Y. Ozkan, R. Chenez, D. DQ Lee (© Sebastian Bühler)


Située à quelques encablures de Heidelberg et Mannheim, au sud de Francfort, la petite ville de Schwetzingen n’en finit pas de s’enorgueillir de son magnifique château, construit au début du XVIIIe siècle dans le style baroque par l’électeur du Palatin. Epargné par les bombardements de la Seconde Guerre mondiale, le site dispose également de jardins réputés, d’une superficie de 72 hectares, initialement aménagés dans un style à la française, puis à l’anglaise par la suite. C’est tout naturellement qu’un festival d’opéra s’y est établi, bénéficiant de l’écrin rococo du petit théâtre de 500 places implanté dans l’une des ailes du château. Fondé en 1952, le festival se déroule aujourd’hui en deux temps, au printemps et à cette saison, avec pour double objectif de mettre en miroir une création contemporaine, tout autant qu’une recréation sur instruments d’époque d’un opéra oublié.


Place donc au «festival d’hiver» qui n’a jamais aussi bien porté son nom avec la neige présente sur toute la ville, avec la recréation d’un opéra de Nicola Porpora (1686-1768), Mitridate (1730, Rome). Le festival célèbre cette année le 250e anniversaire de la mort du compositeur italien en montant la version révisée à Londres en 1736. C’est en effet dans cette ville que Porpora se posa en grand rival de Haendel dans une joute musicale organisée opportunément pour confronter les deux compositeurs importants du moment, à l’instar de Haydn et Pleyel près de soixante ans plus tard. Le futur professeur de Haydn fait alors l’étalage de tous ses moyens – richesse de l’orchestration, variété des airs, moindre importance des récitatifs – qui avaient déjà séduit dans l’une des plus belles productions découvertes au festival d’Innsbruck en 2015, Il Germanico, un ouvrage contemporain de Mitridate.

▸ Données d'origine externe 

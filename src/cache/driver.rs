//! Driver Contract Module
//!
//! The operation set every cache backend implements, plus the composed
//! operations (`remember`, `pull`, typed access) built on top of it.

use std::collections::HashMap;
use std::future::Future;

use async_trait::async_trait;
use serde::de::DeserializeOwned;
use serde::Serialize;
use serde_json::Value;

use crate::cache::{CacheStats, Ttl};
use crate::error::{CacheError, Result};

// == Multi Get ==
/// Result of a batch lookup.
#[derive(Debug, Clone, Default, PartialEq)]
pub struct MultiGet {
    /// Keys that were present and not expired
    pub found: HashMap<String, Value>,
    /// Keys that were absent, expired, undecodable or failed to load
    pub missing: Vec<String>,
}

impl MultiGet {
    /// Reports every key as missing.
    pub fn all_missing(keys: &[String]) -> Self {
        Self {
            found: HashMap::new(),
            missing: keys.to_vec(),
        }
    }
}

// == Driver ==
/// A cache backend with uniform TTL semantics.
///
/// Expired entries are indistinguishable from absent ones on every read
/// path, whether or not the backend has physically removed them yet.
/// Drivers never retry internally.
#[async_trait]
pub trait Driver: Send + Sync {
    /// Backend name reported as `type` in [`CacheStats`].
    fn driver_type(&self) -> &'static str;

    /// Returns the value for `key` if it exists and has not expired.
    async fn get(&self, key: &str) -> Result<Option<Value>>;

    /// Stores `value` under `key`, replacing any existing entry.
    async fn set(&self, key: &str, value: Value, ttl: Ttl) -> Result<()>;

    /// Returns whether `key` is present, with the same hit/miss accounting as `get`.
    async fn has(&self, key: &str) -> Result<bool> {
        Ok(self.get(key).await?.is_some())
    }

    /// Removes `key`. A missing key is not an error.
    async fn delete(&self, key: &str) -> Result<()>;

    /// Removes every entry this driver owns.
    async fn flush(&self) -> Result<()>;

    /// Looks up several keys at once.
    ///
    /// A key whose lookup fails is reported missing; the batch itself never fails.
    async fn get_multiple(&self, keys: &[String]) -> MultiGet {
        let mut result = MultiGet::default();
        for key in keys {
            match self.get(key).await {
                Ok(Some(value)) => {
                    result.found.insert(key.clone(), value);
                }
                Ok(None) => result.missing.push(key.clone()),
                Err(e) => {
                    tracing::debug!("get_multiple: lookup of {} failed: {}", key, e);
                    result.missing.push(key.clone());
                }
            }
        }
        result
    }

    /// Stores every pair with the same TTL.
    ///
    /// The default is a best-effort loop that stops at the first failing key;
    /// keys written before the failure stay written.
    async fn set_multiple(&self, values: HashMap<String, Value>, ttl: Ttl) -> Result<()> {
        for (key, value) in values {
            self.set(&key, value, ttl).await?;
        }
        Ok(())
    }

    /// Removes several keys. An empty list is a no-op.
    async fn delete_multiple(&self, keys: &[String]) -> Result<()> {
        for key in keys {
            self.delete(key).await?;
        }
        Ok(())
    }

    /// Returns a statistics snapshot.
    async fn stats(&self) -> Result<CacheStats>;

    /// Stops background work and releases owned connections.
    ///
    /// Closing twice is harmless.
    async fn close(&self) -> Result<()>;
}

// == Driver Extensions ==
/// Operations composed from the [`Driver`] primitives.
///
/// Implemented for every driver, including `dyn Driver`.
#[async_trait]
pub trait DriverExt: Driver {
    /// Returns the cached value for `key`, computing and storing it on a miss.
    ///
    /// `compute` runs at most once per call. If it fails nothing is cached and
    /// the error is returned. There is no single-flight: concurrent callers
    /// that miss on the same key may each run their own `compute`.
    async fn remember<F, Fut>(&self, key: &str, ttl: Ttl, compute: F) -> Result<Value>
    where
        F: FnOnce() -> Fut + Send,
        Fut: Future<Output = Result<Value>> + Send,
    {
        if let Some(value) = self.get(key).await? {
            return Ok(value);
        }

        let value = compute().await?;
        self.set(key, value.clone(), ttl).await?;
        Ok(value)
    }

    /// Like [`DriverExt::remember`] with an entry that never expires.
    async fn remember_forever<F, Fut>(&self, key: &str, compute: F) -> Result<Value>
    where
        F: FnOnce() -> Fut + Send,
        Fut: Future<Output = Result<Value>> + Send,
    {
        self.remember(key, Ttl::Forever, compute).await
    }

    /// Stores `value` with no expiration.
    async fn forever(&self, key: &str, value: Value) -> Result<()> {
        self.set(key, value, Ttl::Forever).await
    }

    /// Returns the value for `key` and removes it.
    async fn pull(&self, key: &str) -> Result<Option<Value>> {
        let value = self.get(key).await?;
        if value.is_some() {
            self.delete(key).await?;
        }
        Ok(value)
    }

    /// Reads `key` and deserializes it into `T`.
    async fn get_as<T>(&self, key: &str) -> Result<Option<T>>
    where
        T: DeserializeOwned + Send,
    {
        match self.get(key).await? {
            Some(value) => serde_json::from_value(value)
                .map(Some)
                .map_err(|e| CacheError::Serialization(format!("{}: {}", key, e))),
            None => Ok(None),
        }
    }

    /// Serializes `value` and stores it under `key`.
    async fn set_as<T>(&self, key: &str, value: &T, ttl: Ttl) -> Result<()>
    where
        T: Serialize + Sync,
    {
        let value = serde_json::to_value(value)
            .map_err(|e| CacheError::Serialization(format!("{}: {}", key, e)))?;
        self.set(key, value, ttl).await
    }
}

impl<D: Driver + ?Sized> DriverExt for D {}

L’adaptation de la tragédie éponyme de Jean Racine par le dramaturge anglais Colley Cibber (1671-1757) ressemble globalement à celle élaborée pour Mozart en 1770, fondée sur une traduction italienne de l’œuvre de Racine. Sur fond de temps de guerre, les rivalités amoureuses sont ainsi au centre de cette histoire. La mise en scène de Jacopo Spirei choisit de transposer l’action dans un Moyen-Orient guerrier contemporain, en reconstituant l’intérieur d’un palais défraîchi, déjà atteint par les bombardements. Aussi bien les éclairages que la direction d’acteurs, avec le ballet hypnotisant des serveurs au I, puis la perspective d’un camp de prisonniers en arrière-scène après l’entracte, apportent beaucoup à ce huis clos très réussi.

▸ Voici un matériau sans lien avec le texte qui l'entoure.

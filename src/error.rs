//! Error types for the cache drivers
//!
//! Provides unified error handling using thiserror. A missing or expired key
//! is never an error; drivers report it through `Option`/`bool` results.

use std::path::PathBuf;
use std::time::Duration;

use thiserror::Error;

// == Cache Error Enum ==
/// Unified error type for every cache driver.
#[derive(Error, Debug)]
pub enum CacheError {
    /// Key cannot be represented by the backend
    #[error("Invalid key {key:?}: {reason}")]
    InvalidKey { key: String, reason: String },

    /// Filesystem operation failed
    #[error("I/O error on {}: {source}", .path.display())]
    Io {
        path: PathBuf,
        #[source]
        source: std::io::Error,
    },

    /// Value could not be encoded (or decoded, where decoding is not a miss)
    #[error("Serialization error: {0}")]
    Serialization(String),

    /// Redis transport or command failure
    #[error("Redis error: {0}")]
    Redis(#[from] redis::RedisError),

    /// MongoDB transport or command failure
    #[error("MongoDB error: {0}")]
    Mongo(#[from] mongodb::error::Error),

    /// Bulk write accepted by the server but rejected for some documents
    #[error("Batch write rejected: {0}")]
    Batch(String),

    /// Backend round trip exceeded the configured operation timeout
    #[error("Operation {operation} timed out after {timeout:?}")]
    Timeout {
        operation: &'static str,
        timeout: Duration,
    },

    /// Driver was closed
    #[error("Driver already closed: {0}")]
    Closed(&'static str),

    /// Invalid construction-time configuration
    #[error("Configuration error: {0}")]
    Config(String),

    /// The callback passed to `remember` failed
    #[error("Compute callback failed: {0}")]
    Compute(#[from] anyhow::Error),
}

impl CacheError {
    /// Builds an [`CacheError::InvalidKey`] for `key`.
    pub fn invalid_key(key: &str, reason: impl Into<String>) -> Self {
        CacheError::InvalidKey {
            key: key.to_string(),
            reason: reason.into(),
        }
    }

    /// Wraps an I/O error with the path it happened on.
    pub fn io(path: impl Into<PathBuf>, source: std::io::Error) -> Self {
        CacheError::Io {
            path: path.into(),
            source,
        }
    }
}

// == Result Type Alias ==
/// Convenience Result type for cache operations.
pub type Result<T> = std::result::Result<T, CacheError>;

#[cfg(test)]
mod tests {
    use super::*;

    #[test]
    fn test_invalid_key_message() {
        let err = CacheError::invalid_key("a\0b", "contains NUL");
        assert!(err.to_string().contains("contains NUL"));
    }

    #[test]
    fn test_io_error_mentions_path() {
        let err = CacheError::io(
            "/tmp/cache/x.cache",
            std::io::Error::new(std::io::ErrorKind::PermissionDenied, "denied"),
        );
        let message = err.to_string();
        assert!(message.contains("/tmp/cache/x.cache"));
        assert!(message.contains("denied"));
    }

    #[test]
    fn test_compute_error_from_anyhow() {
        let err: CacheError = anyhow::anyhow!("upstream down").into();
        assert!(matches!(err, CacheError::Compute(_)));
    }
}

Le plateau vocal réuni pour cette production permet de découvrir toute une palette de jeunes chanteurs très investis dans leurs rôles respectifs. Le plus connu d’entre eux est certainement le contre-ténor David DQ Lee, qui compense un timbre légèrement atteint dans sa substance par une intention dramatique de tous les instants, tandis que ses phrasés éloquents font mouche. Il semble prendre un réel plaisir à chanter, ce qui est toujours appréciable visuellement. A ses côtés, l’autre grande satisfaction de la soirée est le Sifare séduisant de Ray Chenez, à la voix aussi angélique que son minois de jeune premier, capable aussi de fureur dans son rôle très conséquent. On retiendra également les phrasés superbes de souplesse et de nuances de Katja Stuber (Ismene), tandis que Yasmin Ozkan (Semandra) tire son épingle du jeu avec des qualités sensiblement identiques. Parmi les rôles secondaires, mention spéciale à la prestance et à la puissance maîtrisée de Zachary Wilson, superlatif Archelao.

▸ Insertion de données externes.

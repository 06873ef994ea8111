//! Cache Statistics Module
//!
//! Tracks hit/miss counters per driver instance and renders the stats snapshot.

use std::sync::atomic::{AtomicU64, Ordering};

use serde::Serialize;
use serde_json::{Map, Value};

// == Counters ==
/// Per-instance hit, miss and corruption counters.
///
/// Counters start at zero and only increase.
#[derive(Debug, Default)]
pub struct Counters {
    hits: AtomicU64,
    misses: AtomicU64,
    corrupt: AtomicU64,
}

impl Counters {
    /// Creates counters with every value at zero.
    pub fn new() -> Self {
        Self::default()
    }

    // == Record Hit ==
    pub fn record_hit(&self) {
        self.hits.fetch_add(1, Ordering::Relaxed);
    }

    // == Record Miss ==
    pub fn record_miss(&self) {
        self.misses.fetch_add(1, Ordering::Relaxed);
    }

    /// Records the outcome of a lookup.
    pub fn record(&self, hit: bool) {
        if hit {
            self.record_hit();
        } else {
            self.record_miss();
        }
    }

    // == Record Corrupt ==
    /// Counts a payload that could not be decoded and was reported as a miss.
    pub fn record_corrupt(&self) {
        self.corrupt.fetch_add(1, Ordering::Relaxed);
    }

    pub fn hits(&self) -> u64 {
        self.hits.load(Ordering::Relaxed)
    }

    pub fn misses(&self) -> u64 {
        self.misses.load(Ordering::Relaxed)
    }

    pub fn corrupt(&self) -> u64 {
        self.corrupt.load(Ordering::Relaxed)
    }

    /// Starts a stats snapshot for a driver of type `driver`.
    pub fn snapshot(&self, driver: &str, count: u64) -> CacheStats {
        CacheStats {
            driver: driver.to_string(),
            count,
            hits: self.hits(),
            misses: self.misses(),
            details: Map::new(),
        }
    }
}

// == Cache Stats ==
/// Point-in-time statistics reported by a driver.
#[derive(Debug, Clone, PartialEq, Serialize)]
pub struct CacheStats {
    /// Driver type (`memory`, `file`, `redis`, `mongodb`)
    #[serde(rename = "type")]
    pub driver: String,
    /// Number of entries the driver currently holds
    pub count: u64,
    /// Number of successful lookups
    pub hits: u64,
    /// Number of lookups that found nothing (absent, expired or corrupt)
    pub misses: u64,
    /// Backend-specific fields
    #[serde(flatten)]
    pub details: Map<String, Value>,
}

impl CacheStats {
    /// Adds a backend-specific field.
    pub fn with_detail(mut self, name: &str, value: impl Into<Value>) -> Self {
        self.details.insert(name.to_string(), value.into());
        self
    }

    // == Hit Rate ==
    /// Returns hits / (hits + misses), or 0.0 if no lookups have been made.
    pub fn hit_rate(&self) -> f64 {
        let total = self.hits + self.misses;
        if total == 0 {
            0.0
        } else {
            self.hits as f64 / total as f64
        }
    }

    /// Renders the flat map view: `type`, `count`, `hits`, `misses` plus details.
    pub fn to_map(&self) -> Map<String, Value> {
        let mut map = self.details.clone();
        map.insert("type".to_string(), Value::from(self.driver.clone()));
        map.insert("count".to_string(), Value::from(self.count));
        map.insert("hits".to_string(), Value::from(self.hits));
        map.insert("misses".to_string(), Value::from(self.misses));
        map
    }
}

// == Unit Tests ==
#[cfg(test)]
mod tests {
    use super::*;
    use serde_json::json;

    #[test]
    fn test_counters_new() {
        let counters = Counters::new();
        assert_eq!(counters.hits(), 0);
        assert_eq!(counters.misses(), 0);
        assert_eq!(counters.corrupt(), 0);
    }

    #[test]
    fn test_counters_record() {
        let counters = Counters::new();
        counters.record(true);
        counters.record(false);
        counters.record(false);
        counters.record_corrupt();

        assert_eq!(counters.hits(), 1);
        assert_eq!(counters.misses(), 2);
        assert_eq!(counters.corrupt(), 1);
    }

    #[test]
    fn test_hit_rate_no_requests() {
        let stats = Counters::new().snapshot("memory", 0);
        assert_eq!(stats.hit_rate(), 0.0);
    }

    #[test]
    fn test_hit_rate_mixed() {
        let counters = Counters::new();
        counters.record_hit();
        counters.record_miss();
        assert_eq!(counters.snapshot("memory", 1).hit_rate(), 0.5);
    }

    #[test]
    fn test_to_map_contains_required_fields() {
        let counters = Counters::new();
        counters.record_hit();
        let map = counters
            .snapshot("file", 3)
            .with_detail("path", "/tmp/cache")
            .to_map();

        assert_eq!(map["type"], json!("file"));
        assert_eq!(map["count"], json!(3));
        assert_eq!(map["hits"], json!(1));
        assert_eq!(map["misses"], json!(0));
        assert_eq!(map["path"], json!("/tmp/cache"));
    }

    #[test]
    fn test_serialize_flattens_details() {
        let stats = Counters::new()
            .snapshot("redis", 2)
            .with_detail("prefix", "app:");
        let value = serde_json::to_value(&stats).unwrap();

        assert_eq!(value["type"], json!("redis"));
        assert_eq!(value["prefix"], json!("app:"));
    }
}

La seule déception de la soirée vient de la fosse, avec la direction peu inspirée de Davide Perniceni, pourtant à la tête d’un bon Orchestre de la Philharmonie de Heidelberg. Le jeune chef italien semble ne s’intéresser qu’à l’énergie rythmique, au détriment des nuances et des couleurs. A ce compte-là, seuls les airs de bravoure conservent une certaine électricité, tandis que les airs plus apaisés manquent d’émotion. Dommage.